La calligraphie en syllabaire japonais, Kana: Cette calligraphie se fonde sur un style né à l’époque de Heian (794-1185) au Japon. Les lignes de liaison (qui rattachent les caractères entre eux), l’écriture éparpillée (caractères éparpillés sur le papier), l’encre plus ou moins sèche et forte, permettent d’exprimer la beauté du tracé et des espaces blancs.

Calligraphie de la gravure sur sceau, Tenkoku:
L’oeuvre est imprimée sur le papier en apposant une pâte à sceau sur de la pierre ou du bois où a été gravée une écriture sigillaire inversée. Selon le mode de gravure, on trouve des caractères qui apparaissent « vermillon » (shubun) ou blancs (hakubun). Ces gravures sont réalisées dans un monde de quelques centimètres carrés, avec une conscience artistique très forte. Elles connaissent beaucoup de succès en tant que « fine fleur de l’art oriental ».

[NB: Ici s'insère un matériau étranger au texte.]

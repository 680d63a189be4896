//! Data models
//!
//! Shared between the API client and the console layer. All server ids
//! are `i64`; records that may not yet exist server-side carry
//! `Option<i64>`.

pub mod auth;
pub mod chat;
pub mod customer;
pub mod metrics;
pub mod period;
pub mod product;
pub mod sync;

// Re-exports
pub use auth::*;
pub use chat::*;
pub use customer::*;
pub use metrics::*;
pub use period::*;
pub use product::*;
pub use sync::*;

Poèmes modernes, Kindai Shibunsho:
Cette calligraphie prend pour matériau des poèmes ou des phrases japonaises. Par sa quête de l’harmonie entre les Kanji et les Kana (aussi bien hiragana que katakana), par sa lisibilité, ses formes diverses d’expression, elle est particulièrement bien perçue par un large public et bien représentée dans les expositions de ce type.

Caractères gravés, Kokuji:
Cette calligraphie est gravée sur du bambou ou du bois. En étant sculptée ainsi, contrairement à la calligraphie classique, l’écriture prend du relief. On trouve également des oeuvres colorées et étroitement liées à l’artisanat et à la sculpture.

La calligraphie d’avant-garde, Zen.ei:
Radicalement différente de la calligraphie exécutée jusqu’alors, et recevant également l’influence de la peinture abstraite occidentale, la calligraphie d’avant-garde cherche une expression libre et abstraite, sans s’attacher au caractère qui lui sert de matériau, en accordant une grande importance à l’image présente dans l’esprit de l’artiste. Cette  demeure à la pointe de l’art contemporain.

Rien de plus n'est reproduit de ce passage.